REQUIREMENT | Go through the records and count every line that holds "filter". Only the number belongs in the reply.

Stored items
______
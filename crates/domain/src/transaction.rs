//! Transactions carrying distribution states.
//!
//! A [`WireTransaction`] is the unsigned proposal. Its identifier is a BLAKE3
//! digest over a fixed, length-prefixed encoding of every field, and that
//! identifier is what parties and the notary sign. A [`SignedTransaction`]
//! accumulates party signatures; a [`FinalizedTransaction`] adds the notary's
//! witness.

use noscalp_crypto::{DigitalSignature, PartySigner, PublicKey, SecureHash};
use noscalp_identity::Party;
use serde::{Deserialize, Serialize};
use std::collections::BTreeSet;

use crate::error::TransactionError;
use crate::state::{DistributionState, StateAndRef, StateRef};

const TX_DOMAIN_TAG: &[u8] = b"noscalp.wire-transaction.v1";

/// Commands understood by the distribution contract.
#[derive(Debug, Clone, Copy, PartialEq, Eq, Serialize, Deserialize)]
pub enum DistributionCommand {
    /// Register a new ticket distribution. Never consumes existing states.
    Create,
}

/// A command and the keys that must sign for it.
#[derive(Debug, Clone, PartialEq, Eq, Serialize, Deserialize)]
pub struct Command {
    pub value: DistributionCommand,
    pub signers: Vec<PublicKey>,
}

/// Unsigned transaction proposal.
#[derive(Debug, Clone, PartialEq, Eq, Serialize, Deserialize)]
pub struct WireTransaction {
    pub inputs: Vec<StateRef>,
    pub outputs: Vec<DistributionState>,
    pub commands: Vec<Command>,
    pub notary: Party,
    /// Random salt so that identical proposals get distinct ids
    pub privacy_salt: SecureHash,
}

fn update_bytes(hasher: &mut blake3::Hasher, bytes: &[u8]) {
    hasher.update(&(bytes.len() as u64).to_le_bytes());
    hasher.update(bytes);
}

fn update_party(hasher: &mut blake3::Hasher, party: &Party) {
    update_bytes(hasher, party.name.to_string().as_bytes());
    hasher.update(party.owning_key.as_bytes());
}

impl WireTransaction {
    /// Transaction identifier.
    pub fn id(&self) -> SecureHash {
        let mut hasher = blake3::Hasher::new();
        update_bytes(&mut hasher, TX_DOMAIN_TAG);

        hasher.update(&(self.inputs.len() as u64).to_le_bytes());
        for input in &self.inputs {
            hasher.update(input.txhash.as_bytes());
            hasher.update(&input.index.to_le_bytes());
        }

        hasher.update(&(self.outputs.len() as u64).to_le_bytes());
        for output in &self.outputs {
            hasher.update(&output.ticket_quantity.to_le_bytes());
            update_bytes(&mut hasher, output.event_name.as_bytes());
            update_party(&mut hasher, &output.from_distributor);
            update_party(&mut hasher, &output.to_distributor);
        }

        hasher.update(&(self.commands.len() as u64).to_le_bytes());
        for command in &self.commands {
            let tag: u8 = match command.value {
                DistributionCommand::Create => 0,
            };
            hasher.update(&[tag]);
            hasher.update(&(command.signers.len() as u64).to_le_bytes());
            for signer in &command.signers {
                hasher.update(signer.as_bytes());
            }
        }

        update_party(&mut hasher, &self.notary);
        hasher.update(self.privacy_salt.as_bytes());

        SecureHash::from_bytes(*hasher.finalize().as_bytes())
    }

    /// Distinct keys named by any command, in key order.
    pub fn required_signing_keys(&self) -> Vec<PublicKey> {
        self.commands
            .iter()
            .flat_map(|c| c.signers.iter().copied())
            .collect::<BTreeSet<_>>()
            .into_iter()
            .collect()
    }

    /// Outputs paired with the references they will be stored under.
    pub fn out_refs(&self) -> Vec<StateAndRef> {
        let txhash = self.id();
        self.outputs
            .iter()
            .enumerate()
            .map(|(index, state)| StateAndRef {
                state: state.clone(),
                reference: StateRef {
                    txhash,
                    index: index as u32,
                },
            })
            .collect()
    }
}

/// Incrementally assembles a [`WireTransaction`].
#[derive(Debug, Clone)]
pub struct TransactionBuilder {
    notary: Party,
    inputs: Vec<StateRef>,
    outputs: Vec<DistributionState>,
    commands: Vec<Command>,
    privacy_salt: Option<SecureHash>,
}

impl TransactionBuilder {
    pub fn new(notary: Party) -> Self {
        Self {
            notary,
            inputs: Vec::new(),
            outputs: Vec::new(),
            commands: Vec::new(),
            privacy_salt: None,
        }
    }

    pub fn add_input_state(mut self, input: StateRef) -> Self {
        self.inputs.push(input);
        self
    }

    pub fn add_output_state(mut self, state: DistributionState) -> Self {
        self.outputs.push(state);
        self
    }

    pub fn add_command(mut self, value: DistributionCommand, signers: Vec<PublicKey>) -> Self {
        self.commands.push(Command { value, signers });
        self
    }

    /// Fixes the salt instead of drawing a random one.
    pub fn with_privacy_salt(mut self, salt: SecureHash) -> Self {
        self.privacy_salt = Some(salt);
        self
    }

    pub fn to_wire_transaction(&self) -> WireTransaction {
        let privacy_salt = self.privacy_salt.unwrap_or_else(|| {
            use rand::RngCore;
            let mut salt = [0u8; 32];
            rand::thread_rng().fill_bytes(&mut salt);
            SecureHash::from_bytes(salt)
        });
        WireTransaction {
            inputs: self.inputs.clone(),
            outputs: self.outputs.clone(),
            commands: self.commands.clone(),
            notary: self.notary.clone(),
            privacy_salt,
        }
    }
}

/// A transaction plus the party signatures collected so far.
#[derive(Debug, Clone, PartialEq, Eq, Serialize, Deserialize)]
pub struct SignedTransaction {
    pub tx: WireTransaction,
    pub sigs: Vec<DigitalSignature>,
}

impl SignedTransaction {
    /// Signs `tx` with the first signature.
    pub fn sign_initial(tx: WireTransaction, signer: &PartySigner) -> Self {
        let signature = signer.sign(tx.id().as_bytes());
        Self {
            tx,
            sigs: vec![signature],
        }
    }

    pub fn id(&self) -> SecureHash {
        self.tx.id()
    }

    /// Adds `signature`, replacing any earlier signature by the same key.
    pub fn with_additional_signature(mut self, signature: DigitalSignature) -> Self {
        self.sigs.retain(|s| s.by != signature.by);
        self.sigs.push(signature);
        self
    }

    /// Keys that have signed.
    pub fn signers(&self) -> BTreeSet<PublicKey> {
        self.sigs.iter().map(|s| s.by).collect()
    }

    /// Required keys that have not signed yet.
    pub fn missing_signers(&self) -> Vec<PublicKey> {
        let signed = self.signers();
        self.tx
            .required_signing_keys()
            .into_iter()
            .filter(|k| !signed.contains(k))
            .collect()
    }

    /// Checks every attached signature, and that every required key other
    /// than those in `allowed_to_be_missing` has signed.
    pub fn verify_signatures_except(
        &self,
        allowed_to_be_missing: &[PublicKey],
    ) -> Result<(), TransactionError> {
        let id = self.id();
        let required = self.tx.required_signing_keys();

        for sig in &self.sigs {
            if !required.contains(&sig.by) {
                return Err(TransactionError::UnexpectedSigner {
                    key_id: sig.by.key_id(),
                });
            }
            sig.verify(id.as_bytes())
                .map_err(|e| TransactionError::InvalidSignature {
                    key_id: sig.by.key_id(),
                    reason: e.to_string(),
                })?;
        }

        let missing: Vec<String> = self
            .missing_signers()
            .into_iter()
            .filter(|k| !allowed_to_be_missing.contains(k))
            .map(|k| k.key_id())
            .collect();
        if !missing.is_empty() {
            return Err(TransactionError::MissingSignatures { missing });
        }
        Ok(())
    }

    pub fn verify_required_signatures(&self) -> Result<(), TransactionError> {
        self.verify_signatures_except(&[])
    }
}

/// A fully signed transaction witnessed by the notary.
#[derive(Debug, Clone, PartialEq, Eq, Serialize, Deserialize)]
pub struct FinalizedTransaction {
    pub stx: SignedTransaction,
    pub notary_signature: DigitalSignature,
}

impl FinalizedTransaction {
    pub fn id(&self) -> SecureHash {
        self.stx.id()
    }

    /// Checks the party signatures and the notary witness.
    pub fn verify(&self) -> Result<(), TransactionError> {
        self.stx.verify_required_signatures()?;

        if self.notary_signature.by != self.stx.tx.notary.owning_key {
            return Err(TransactionError::InvalidWitness(format!(
                "signed by {} instead of notary {}",
                self.notary_signature.by.key_id(),
                self.stx.tx.notary.name
            )));
        }
        self.notary_signature
            .verify(self.id().as_bytes())
            .map_err(|e| TransactionError::InvalidWitness(e.to_string()))
    }

    pub fn out_refs(&self) -> Vec<StateAndRef> {
        self.stx.tx.out_refs()
    }
}
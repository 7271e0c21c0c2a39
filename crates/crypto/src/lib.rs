//! Cryptographic primitives for the NoScalp agreement protocol.
//!
//! Every party on the network owns one Ed25519 key. Parties sign the
//! identifier of a proposed transaction, and the identifier itself is a
//! BLAKE3 digest of the transaction's canonical encoding.
//!
//! # Supported Algorithms
//!
//! - **Signatures**: Ed25519
//! - **Hashing**: BLAKE3 (transaction ids and public key ids)
//!
//! # Security Principles
//!
//! - Private keys never leave a [`PartySigner`]
//! - All signatures must be verified before trust
//! - Secret key material is zeroized after use

pub mod hash;
pub mod keys;
pub mod signing;


pub use hash::SecureHash;
pub use keys::{DigitalSignature, PublicKey};
pub use signing::{PartySigner, SigningError, SigningMetrics, SigningMetricsSnapshot};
______
SOLUTION TO THE EXERCISE | 2